The synopsis basically describes the whole movie, apart from the fact that this film was apparently intended as a short, music video-style, offering. Well, like Topsy, it grew.
Not much can be said about it. If you like V6, as did the screaming hordes of girly-fans at the premiere I attended, then you’ll find it rivetting. If you like lots of fast car action, you might like it as well. It’s not the best of Sabu’s work: there’s a near-repetition of the entire film, as if Sabu got to the end of his script and discovered only 45 minutes of film in the can.
Mind you, that’s not to say that I didn’t enjoy it.
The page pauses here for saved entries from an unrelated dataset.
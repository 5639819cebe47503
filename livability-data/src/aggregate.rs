//! Concurrent fan-out to both POI providers.

use livability_core::{Coordinate, PoiBundle, SearchRadius};
use log::info;

use crate::places::{PlaceSearchProvider, PlaceSearchTransport};
use crate::tags::{TagQueryProvider, TagQueryTransport};

/// Queries both POI providers at once and merges their fragments.
///
/// A failing provider contributes an empty fragment; the other's results
/// are kept.
#[derive(Debug)]
pub struct PoiAggregator<A, B> {
    places: PlaceSearchProvider<A>,
    tags: TagQueryProvider<B>,
}

impl<A, B> PoiAggregator<A, B>
where
    A: PlaceSearchTransport,
    B: TagQueryTransport,
{
    /// Combine the two providers.
    #[must_use]
    pub const fn new(places: PlaceSearchProvider<A>, tags: TagQueryProvider<B>) -> Self {
        Self { places, tags }
    }

    /// The categorised search provider.
    #[must_use]
    pub const fn places(&self) -> &PlaceSearchProvider<A> {
        &self.places
    }

    /// The tag query provider.
    #[must_use]
    pub const fn tags(&self) -> &TagQueryProvider<B> {
        &self.tags
    }

    /// Gather every category around `centre`.
    ///
    /// Both lookups run concurrently, so the wall time is that of the
    /// slower one.
    pub async fn aggregate(&self, centre: Coordinate, radius: SearchRadius) -> PoiBundle {
        let (places, tags) = tokio::join!(
            self.places.fetch(centre, radius),
            self.tags.fetch(centre, radius)
        );
        let bundle = PoiBundle::merge(places.into_fragment(), tags.into_fragment());
        let counts: Vec<String> = bundle
            .counts()
            .iter()
            .map(|(category, count)| format!("{category}={count}"))
            .collect();
        info!("POIs around {centre}: {}", counts.join(", "));
        bundle
    }
}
Far from it: I had a great deal of fun, undeterred even by the shrieking of names as each young heart-throb appeared on screen. It’s pretty hard to not enjoy a Sabu film, really: he has a talent for quirky setups, and offers little vignettes in the background that work like in-jokes for everyone quick enough to spot them.
And it must be said the boys did quite well. It didn’t hurt that they already had a vast log of experience standing in front of cameras, dancing in unison, wearing clothes, and generally being young, manufactured, giga-stars. It also didn’t hurt that Sabu, always the auteur, crafted characters for them that matched their own traits, so that any deficiencies in their talents wouldn’t be too obvious.
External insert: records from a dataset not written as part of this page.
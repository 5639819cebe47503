//! Overpass API adapter.
//!
//! See: <https://wiki.openstreetmap.org/wiki/Overpass_API>

use std::collections::HashMap;
use std::time::Duration;

use async_trait::async_trait;
use geo::Coord;
use livability_core::Coordinate;
use reqwest::Client;
use reqwest::header::CONTENT_TYPE;
use serde::Deserialize;

use super::{TagQueryTransport, TaggedElement};
use crate::DEFAULT_USER_AGENT;
use crate::error::{ClientBuildError, TransportError, convert_reqwest_error};

const DEFAULT_TIMEOUT_SECS: u64 = 10;

/// Configuration for [`OverpassTransport`].
#[derive(Debug, Clone)]
pub struct OverpassConfig {
    /// Request timeout per attempt.
    pub timeout: Duration,
    /// User agent string.
    pub user_agent: String,
}

impl Default for OverpassConfig {
    fn default() -> Self {
        Self {
            timeout: Duration::from_secs(DEFAULT_TIMEOUT_SECS),
            user_agent: DEFAULT_USER_AGENT.to_owned(),
        }
    }
}

impl OverpassConfig {
    /// Set the request timeout.
    #[must_use]
    pub const fn with_timeout(mut self, timeout: Duration) -> Self {
        self.timeout = timeout;
        self
    }

    /// Set the user agent string.
    #[must_use]
    pub fn with_user_agent(mut self, user_agent: impl Into<String>) -> Self {
        self.user_agent = user_agent.into();
        self
    }
}

/// [`TagQueryTransport`] posting Overpass QL to an interpreter endpoint.
#[derive(Debug, Clone)]
pub struct OverpassTransport {
    client: Client,
    timeout: Duration,
}

impl OverpassTransport {
    /// Build the transport.
    ///
    /// # Errors
    ///
    /// Returns [`ClientBuildError::HttpClient`] when the HTTP client cannot
    /// be built.
    pub fn new(config: &OverpassConfig) -> Result<Self, ClientBuildError> {
        let client = Client::builder()
            .user_agent(&config.user_agent)
            .connect_timeout(config.timeout)
            .timeout(config.timeout)
            .build()
            .map_err(ClientBuildError::HttpClient)?;
        Ok(Self {
            client,
            timeout: config.timeout,
        })
    }
}

#[async_trait]
impl TagQueryTransport for OverpassTransport {
    async fn query(
        &self,
        endpoint: &str,
        query: &str,
    ) -> Result<Vec<TaggedElement>, TransportError> {
        let response = self
            .client
            .post(endpoint)
            .header(CONTENT_TYPE, "text/plain")
            .body(query.to_owned())
            .send()
            .await
            .map_err(|err| convert_reqwest_error(&err, endpoint, self.timeout))?
            .error_for_status()
            .map_err(|err| convert_reqwest_error(&err, endpoint, self.timeout))?;
        let body: OverpassResponse = response
            .json()
            .await
            .map_err(|err| convert_reqwest_error(&err, endpoint, self.timeout))?;
        Ok(body.elements.into_iter().map(TaggedElement::from).collect())
    }
}

/// Overpass `[out:json]` response.
#[derive(Debug, Deserialize)]
struct OverpassResponse {
    #[serde(default)]
    elements: Vec<OverpassElement>,
}

#[derive(Debug, Deserialize)]
struct OverpassElement {
    lat: Option<f64>,
    lon: Option<f64>,
    #[serde(default)]
    tags: HashMap<String, String>,
}

impl From<OverpassElement> for TaggedElement {
    fn from(element: OverpassElement) -> Self {
        let location = element
            .lat
            .zip(element.lon)
            .and_then(|(lat, lon)| Coordinate::try_from(Coord { x: lon, y: lat }).ok());
        Self {
            location,
            tags: element.tags,
        }
    }
}
//! Input validation for address batches.
//!
//! A batch is checked as a whole before any network activity: one bad
//! entry rejects everything.

use thiserror::Error;

/// Largest batch accepted by default.
pub const DEFAULT_MAX_BATCH_SIZE: usize = 20;

/// Reasons a batch of addresses is rejected.
#[derive(Debug, Clone, PartialEq, Eq, Error)]
pub enum BatchError {
    /// No addresses were supplied.
    #[error("at least one address is required")]
    Empty,
    /// More addresses than the configured maximum.
    #[error("{count} addresses supplied; at most {max} are accepted per batch")]
    TooMany {
        /// Number of addresses supplied.
        count: usize,
        /// Configured maximum.
        max: usize,
    },
    /// An address was empty or whitespace only.
    #[error("address at position {index} is blank")]
    BlankAddress {
        /// Zero-based position of the offending entry.
        index: usize,
    },
}

/// Check that `addresses` is non-empty, holds at most `max` entries and
/// contains no blank entries.
///
/// # Errors
///
/// Returns the first [`BatchError`] found, checking size before contents.
///
/// # Examples
///
/// ```
/// use livability_core::{BatchError, validate_batch};
///
/// assert!(validate_batch(&["Wenceslas Square, Prague"], 20).is_ok());
/// assert_eq!(
///     validate_batch(&["Wenceslas Square, Prague", ""], 20),
///     Err(BatchError::BlankAddress { index: 1 }),
/// );
/// ```
pub fn validate_batch<S: AsRef<str>>(addresses: &[S], max: usize) -> Result<(), BatchError> {
    if addresses.is_empty() {
        return Err(BatchError::Empty);
    }
    if addresses.len() > max {
        return Err(BatchError::TooMany {
            count: addresses.len(),
            max,
        });
    }
    addresses
        .iter()
        .position(|address| address.as_ref().trim().is_empty())
        .map_or(Ok(()), |index| Err(BatchError::BlankAddress { index }))
}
In addition, the boys were supported by that marvellous character actor, Terajima Susumu. If you’ve seen a Japanese film, chances are you’ve seen Terajima. Previous performances include Sonatine, Ichi The Killer, and Hana-bi. He’s a favourite of Sabu and Miike Takashi, he works constantly, and he’s always, always good. Seldom a leading role, but always good. And when your young stars have a director like Sabu and a legend like Terajima helping them out, they’d have to do something extremely gross to ruin the film.
Luckily for us, they don’t. Hard Luck Hero may not be a classic of world cinema, but it doesn’t try to be. And, working very strongly in its favour, it has the quirky Sabu touch, it has 6 Japanese giga-stars, and it has the inestimable Terajima, whose presence graces so many fine and not-so-fine Japanese films. Well worth a look.